Remembering John McCain in Hanoi
It’s easy to miss the small stone monument on Truc Bach Lake, commemorating the spot in central Hanoi where pilot John McCain crashed his plane during a bombing run over the Vietnamese capital 51 years ago.
Located along a busy causeway between Truc Bach and nearby West Lake, the memorial features a kneeling airman holding his arms above his head next to the letters “USAF” - an ironic mistake considering that Navy veteran McCain, who died Saturday of brain cancer, was the son and grandson of Navy admirals.
During my brief photo stop at the monument earlier this year, surrounded by paddle boats and ice cream peddlers, I had a hard time conjuring a badly injured McCain being pulled to shore and beaten by an angry mob. But at nearby Hoa Lo Prison, where he was held and tortured for the next five and a half years, McCain’s courage and ability to move beyond his past are palpable.

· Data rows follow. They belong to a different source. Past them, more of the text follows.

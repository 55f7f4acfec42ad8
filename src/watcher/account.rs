use super::Watcher;
use crate::objects::{Account, Document};
use bitflags::bitflags;

bitflags! {
    /// Changes observed on an account or on documents it authored
    #[derive(Debug, Default, Clone, Copy, PartialEq, Eq, Hash)]
    pub struct AccountEvents: u32 {
        const PAGE_LINK_UPDATED   = 1 << 0;
        const DELETED             = 1 << 1;
        const REGISTERED          = 1 << 2;
        const POST_AUTHOR_UPDATED = 1 << 3;
        const POST_STATUS_UPDATED = 1 << 4;
    }
}

impl Watcher<AccountEvents> {
    pub fn account_registered(&mut self, account_id: i64) {
        self.add_events(account_id, AccountEvents::REGISTERED);
    }

    pub fn account_updated(&mut self, before: &Account, after: &Account) {
        let mut events = AccountEvents::empty();
        if before.permalink != after.permalink {
            events |= AccountEvents::PAGE_LINK_UPDATED;
        }
        if before.published_posts != after.published_posts {
            events |= AccountEvents::POST_STATUS_UPDATED;
        }
        self.add_events(after.id, events);
    }

    pub fn account_deleted(&mut self, account_id: i64) {
        self.add_events(account_id, AccountEvents::DELETED);
    }

    /// A document was created (`before` is `None`) or changed.
    ///
    /// Authorship and status changes can make both the old and the new author
    /// (un)indexable.
    pub fn authored_document_updated(&mut self, before: Option<&Document>, after: &Document) {
        let events = match before {
            None => AccountEvents::POST_AUTHOR_UPDATED | AccountEvents::POST_STATUS_UPDATED,
            Some(before) => {
                let mut events = AccountEvents::empty();
                if before.author_id != after.author_id {
                    events |= AccountEvents::POST_AUTHOR_UPDATED;
                }
                if before.status != after.status {
                    events |= AccountEvents::POST_STATUS_UPDATED;
                }
                events
            }
        };
        if events.is_empty() {
            return;
        }

        let authors = [before.and_then(|d| d.author_id), after.author_id];
        for author_id in authors.into_iter().flatten() {
            if author_id > 0 {
                self.add_events(author_id, events);
            }
        }
    }
}
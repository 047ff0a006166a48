//! Charging section, from the smart-charge home page payload.

use std::collections::BTreeMap;

use serde_json::Value;

use crate::models::field;
use crate::normalize;
use crate::state::FieldPatch;

/// Smart-charging status. `chargingState == 15` means the gun is plugged in
/// without an active charge.
#[derive(Debug, Clone, Default)]
pub struct ChargingStatus {
    pub soc: Option<i64>,
    pub charging_state: Option<i64>,
    pub connect_state: Option<i64>,
    pub wait_status: Option<i64>,
    pub full_hour: Option<i64>,
    pub full_minute: Option<i64>,
    pub smart_charge_switch: Option<i64>,
    pub observed_at_ms: Option<i64>,

    patch: BTreeMap<String, FieldPatch>,
}

impl ChargingStatus {
    #[must_use]
    pub fn from_value(payload: &Value) -> Self {
        let mut out = Self::default();
        let mut patch = BTreeMap::new();
        let mut int = |key: &str, aliases: &[&str], parse: &dyn Fn(&Value) -> Option<i64>| {
            let raw = field(payload, aliases)?;
            let parsed = parse(raw);
            patch.insert(key.to_string(), FieldPatch::from_option(parsed.map(Value::from)));
            parsed
        };

        out.soc = int("soc", &["soc", "elecPercent"], &normalize::as_i64);
        out.charging_state = int("chargingState", &["chargingState"], &normalize::as_i64);
        out.connect_state = int("connectState", &["connectState"], &normalize::as_i64);
        out.wait_status = int("waitStatus", &["waitStatus"], &normalize::as_i64);
        out.full_hour = int("fullHour", &["fullHour"], &normalize::as_non_negative);
        out.full_minute = int("fullMinute", &["fullMinute"], &normalize::as_non_negative);
        out.smart_charge_switch = int("smartChargeSwitch", &["smartChargeSwitch"], &normalize::as_i64);

        out.observed_at_ms = field(payload, &["updateTime", "time"]).and_then(normalize::as_timestamp_ms);
        out.patch = patch;
        out
    }

    #[must_use]
    pub fn is_connected(&self) -> bool {
        self.connect_state.is_some_and(|s| s != 0)
    }

    #[must_use]
    pub fn is_charging(&self) -> bool {
        self.charging_state.is_some_and(|s| s > 0 && s != 15)
    }

    #[must_use]
    pub fn patch(&self) -> BTreeMap<String, FieldPatch> {
        self.patch.clone()
    }
}
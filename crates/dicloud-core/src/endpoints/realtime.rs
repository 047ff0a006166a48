//! Realtime telemetry via trigger + poll.
//!
//! The trigger asks the vehicle to report; until it does, responses carry
//! `onlineState=0` and a `requestSerial` for follow-up polling.

use tokio::time::sleep;
use tracing::{debug, instrument};

use crate::client::Core;
use crate::error::{CoreError, CoreResult};
use crate::models::realtime::RealtimeStatus;
use crate::session::Session;
use crate::state::{Origin, Section, StateEvent};

async fn fetch(
    core: &Core,
    session: &Session,
    endpoint: &str,
    vin: &str,
    serial: Option<&str>,
) -> CoreResult<RealtimeStatus> {
    let mut inner = super::inner_with_vin(core, vin);
    inner.insert("energyType".into(), "0".into());
    inner.insert("tboxVersion".into(), core.config.tbox_version.clone());
    if let Some(serial) = serial {
        inner.insert("requestSerial".into(), serial.to_string());
    }
    let decoded = super::post_token_json(core, session, endpoint, inner).await?;
    Ok(RealtimeStatus::from_value(&decoded))
}

/// Trigger a realtime report and poll until the vehicle answers or the
/// attempt budget runs out. Fresh data is merged into the `realtime`
/// section exactly once.
#[instrument(skip_all, fields(vin = vin))]
pub(crate) async fn poll_realtime(
    core: &Core,
    session: &Session,
    vin: &str,
) -> CoreResult<RealtimeStatus> {
    let mut status = fetch(core, session, super::REALTIME_TRIGGER, vin, None).await?;
    let mut serial = status.request_serial.clone();

    if !status.is_ready() {
        for attempt in 1..=core.config.poll_attempts {
            sleep(core.config.poll_interval).await;
            match fetch(core, session, super::REALTIME_POLL, vin, serial.as_deref()).await {
                Ok(next) => {
                    if next.request_serial.is_some() {
                        serial = next.request_serial.clone();
                    }
                    status = next;
                    if status.is_ready() {
                        break;
                    }
                }
                // Transient server-side refusals: keep polling.
                Err(CoreError::Api { code, .. }) => {
                    debug!(vin, attempt, %code, "realtime poll attempt failed");
                }
                Err(other) => return Err(other),
            }
        }
    }

    if status.is_ready() {
        let observed = status.observed_at_ms.unwrap_or_else(crate::time::now_ms);
        core.store.apply(
            &StateEvent::new(vin, Section::Realtime, Origin::Rest, observed)
                .with_fields(status.patch()),
        );
    } else {
        debug!(vin, "realtime poll exhausted without fresh data");
    }
    Ok(status)
}
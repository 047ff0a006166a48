//! Climate status snapshot.

use tracing::instrument;

use crate::client::Core;
use crate::error::CoreResult;
use crate::models::hvac::HvacStatus;
use crate::session::Session;
use crate::state::{Origin, Section, StateEvent};

#[instrument(skip_all, fields(vin = vin))]
pub(crate) async fn fetch_hvac(core: &Core, session: &Session, vin: &str) -> CoreResult<HvacStatus> {
    let inner = super::inner_with_vin(core, vin);
    let decoded = super::post_token_json(core, session, super::HVAC_STATUS, inner).await?;
    let status = HvacStatus::from_value(&decoded);

    let observed = status.observed_at_ms.unwrap_or_else(crate::time::now_ms);
    core.store.apply(
        &StateEvent::new(vin, Section::Hvac, Origin::Rest, observed).with_fields(status.patch()),
    );
    Ok(status)
}
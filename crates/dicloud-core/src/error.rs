//! Error taxonomy for the core client.
//!
//! Server error codes are mapped once, at the transport boundary:
//! - `1002` / `1005` / `1010` - stale session
//! - `5005` / `5006` - control PIN wrong / locked (terminal for the client)
//! - `6024` - rate limited / previous command still in progress
//! - `1001` on control-family endpoints - endpoint not supported

use thiserror::Error;

use dicloud_crypto::CryptoError;

/// Result alias for core operations.
pub type CoreResult<T> = Result<T, CoreError>;

/// Server codes that signal a stale session.
pub const SESSION_EXPIRED_CODES: [&str; 3] = ["1002", "1005", "1010"];

/// Errors surfaced by transport, ingestion, and command orchestration.
#[derive(Error, Debug)]
pub enum CoreError {
    /// Connection-level failure (DNS, TCP, TLS, timeout). Retried inside
    /// the transport before surfacing.
    #[error("network error: {0}")]
    Network(#[from] reqwest::Error),

    /// Malformed envelope, padding, or JSON. Never retried.
    #[error("protocol error from {endpoint}: {detail}")]
    Protocol { endpoint: String, detail: String },

    #[error(transparent)]
    Crypto(#[from] CryptoError),

    /// An authenticated endpoint was called with no session present.
    #[error("no active session")]
    SessionRequired,

    /// The server rejected the session token set.
    #[error("session expired (code {code})")]
    SessionExpired { code: String },

    /// Any non-zero server code not otherwise classified.
    #[error("api error {code} from {endpoint}: {message}")]
    Api {
        code: String,
        endpoint: String,
        message: String,
    },

    #[error("control password rejected")]
    ControlPasswordWrong,

    #[error("control password locked")]
    ControlPasswordLocked,

    /// No control PIN configured but a command requires one.
    #[error("control PIN required but not configured")]
    ControlPinMissing,

    #[error("rate limited by {endpoint}")]
    RateLimited { endpoint: String },

    #[error("endpoint not supported: {endpoint} ({detail})")]
    EndpointNotSupported { endpoint: String, detail: String },

    /// Command deadline or wall-clock timeout.
    #[error("timed out waiting for {what}")]
    Timeout { what: String },

    /// Server reported the command failed (`controlState = 2`).
    #[error("remote control command failed")]
    RemoteControlFailure,

    #[error("operation cancelled")]
    Cancelled,
}

impl CoreError {
    /// Whether the transport may retry the failed request.
    #[must_use]
    pub fn is_retryable(&self) -> bool {
        match self {
            Self::Network(e) => !e.is_builder() && !e.is_redirect(),
            _ => false,
        }
    }

    /// Map a non-zero server code to the error taxonomy.
    #[must_use]
    pub fn from_server_code(code: &str, message: &str, endpoint: &str) -> Self {
        if SESSION_EXPIRED_CODES.contains(&code) {
            return Self::SessionExpired { code: code.into() };
        }
        match code {
            "5005" => Self::ControlPasswordWrong,
            "5006" => Self::ControlPasswordLocked,
            "6024" => Self::RateLimited {
                endpoint: endpoint.into(),
            },
            "1001" if is_control_endpoint(endpoint) => Self::EndpointNotSupported {
                endpoint: endpoint.into(),
                detail: format!("code {code}"),
            },
            _ => Self::Api {
                code: code.into(),
                endpoint: endpoint.into(),
                message: message.into(),
            },
        }
    }
}

fn is_control_endpoint(endpoint: &str) -> bool {
    endpoint.starts_with("/control/") || endpoint.starts_with("/vehicle/vehicleswitch/")
}

#[cfg(test)]
mod tests {
    use super::*;

    #[test]
    fn session_codes_map_to_expired() {
        for code in SESSION_EXPIRED_CODES {
            assert!(matches!(
                CoreError::from_server_code(code, "", "/x"),
                CoreError::SessionExpired { .. }
            ));
        }
    }

    #[test]
    fn pin_codes_are_terminal_variants() {
        assert!(matches!(
            CoreError::from_server_code("5005", "", "/control/remoteControl"),
            CoreError::ControlPasswordWrong
        ));
        assert!(matches!(
            CoreError::from_server_code("5006", "", "/control/remoteControl"),
            CoreError::ControlPasswordLocked
        ));
    }

    #[test]
    fn not_supported_only_on_control_family() {
        assert!(matches!(
            CoreError::from_server_code("1001", "", "/control/getGpsInfo"),
            CoreError::EndpointNotSupported { .. }
        ));
        assert!(matches!(
            CoreError::from_server_code("1001", "oops", "/app/account/getAllListByUserId"),
            CoreError::Api { .. }
        ));
    }

    #[test]
    fn unknown_code_is_api_error() {
        let err = CoreError::from_server_code("1007", "Service error", "/control/remoteControl");
        match err {
            CoreError::Api { code, message, .. } => {
                assert_eq!(code, "1007");
                assert_eq!(message, "Service error");
            }
            other => panic!("unexpected: {other:?}"),
        }
    }
}
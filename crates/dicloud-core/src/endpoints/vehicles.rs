//! Account vehicle list.

use serde_json::Value;
use tracing::instrument;

use crate::client::Core;
use crate::error::CoreResult;
use crate::models::Vehicle;
use crate::session::Session;

/// Fetch all vehicles bound to the account and record each vehicle's
/// permission tree for the command gate.
#[instrument(skip_all)]
pub(crate) async fn fetch_vehicles(core: &Core, session: &Session) -> CoreResult<Vec<Vehicle>> {
    let inner = core.codec.inner_base(crate::time::now_ms());
    let decoded = super::post_token_json(core, session, super::VEHICLE_LIST, inner).await?;

    let items = match decoded {
        Value::Array(items) => items,
        _ => Vec::new(),
    };
    let vehicles: Vec<Vehicle> = items.iter().filter_map(Vehicle::from_value).collect();

    {
        let mut permissions = core.permissions.lock();
        for vehicle in &vehicles {
            permissions.insert(vehicle.vin.clone(), vehicle.permissions.clone());
        }
    }
    Ok(vehicles)
}
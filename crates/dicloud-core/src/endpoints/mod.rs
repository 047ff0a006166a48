//! Endpoint adapters: build the inner payload, post, validate, normalize,
//! and emit a state event. Adapters never retry; retry policy lives in the
//! transport (network) and the command orchestrator (rate limits).

use std::collections::BTreeMap;

use serde_json::Value;

use crate::client::Core;
use crate::error::CoreResult;
use crate::session::Session;

pub mod broker;
pub mod charging;
pub mod control;
pub mod energy;
pub mod gps;
pub mod hvac;
pub mod login;
pub mod realtime;
pub mod vehicles;

pub const LOGIN: &str = "/app/account/login";
pub const VEHICLE_LIST: &str = "/app/account/getAllListByUserId";
pub const REALTIME_TRIGGER: &str = "/vehicleInfo/vehicle/vehicleRealTimeRequest";
pub const REALTIME_POLL: &str = "/vehicleInfo/vehicle/vehicleRealTimeResult";
pub const HVAC_STATUS: &str = "/control/getStatusNow";
pub const GPS_TRIGGER: &str = "/control/getGpsInfo";
pub const GPS_POLL: &str = "/control/getGpsInfoResult";
pub const CHARGING_HOME: &str = "/control/smartCharge/homePage";
pub const SMART_CHARGE_TOGGLE: &str = "/control/smartCharge/changeChargeStatue";
pub const SMART_CHARGE_SAVE: &str = "/control/smartCharge/saveOrUpdate";
pub const ENERGY: &str = "/vehicleInfo/vehicle/getEnergyConsumption";
pub const VERIFY_CONTROL_PASSWORD: &str = "/vehicle/vehicleswitch/verifyControlPassword";
pub const REMOTE_CONTROL: &str = "/control/remoteControl";
pub const REMOTE_CONTROL_RESULT: &str = "/control/remoteControlResult";
pub const BROKER_DISCOVERY: &str = "/app/emqAuth/getEmqBrokerIp";

/// Build, post, and decode one token-authenticated request, returning the
/// decrypted `respondData` (JSON null when the server sent none).
pub(crate) async fn post_token_json(
    core: &Core,
    session: &Session,
    endpoint: &str,
    inner: BTreeMap<String, String>,
) -> CoreResult<Value> {
    let wire = core.codec.build_token_request(session, &inner)?;
    let response = core
        .transport
        .post_checked(endpoint, wire, &session.content_key)
        .await?;
    Ok(response.respond_data.unwrap_or(Value::Null))
}

/// Standard inner fields plus a VIN.
pub(crate) fn inner_with_vin(core: &Core, vin: &str) -> BTreeMap<String, String> {
    let mut inner = core.codec.inner_base(crate::time::now_ms());
    inner.insert("vin".into(), vin.to_string());
    inner
}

Derisively dubbed the “Hanoi Hilton” by McCain and his fellow American captives, the prison was built by French colonialists in 1896. Most of the original complex was torn down to make way for a high-rise office and apartment tower - now rumored to be haunted - and the remaining museum has become one of the city’s top visitor attractions. Past a gift shop, dank, narrow corridors lead to windowless cells where Vietnamese dissidents were chained with leg shackles, and where the Vietnamese translation of Hoa Lo as “hell hole” seems terrifyingly accurate.
The small exhibit dedicated to Vietnam War prisoners includes plenty of “fake news”: cheery depictions of Christmas dinners and sports games, and a glass case purportedly containing McCain’s jumpsuit and parachute. (Years later, following one of several repeat visits to Hoa Lo, McCain noted that his jumpsuit had been cut off before he arrived and that “the ‘museum’ is an excellent propaganda establishment” with little connection to actual events during his imprisonment.
But the exhibit also includes a photo of McCain during his first return trip in 1985, the 10th anniversary of the fall of Saigon. And despite the conditions he endured in Vietnam, McCain was a key promoter of efforts to normalize relations with the communist government.
Now, Vietnam’s economy and tourism industry are booming. During our month-long visit, which coincided with the 50th anniversary of the Tet Offensive, we found almost no one eager to remember or talk about that turbulent chapter. But today, as McCain’s well-wishers left flowers at the memorial on Truc Bach Lake, his legacy of healing diplomatic wounds endures.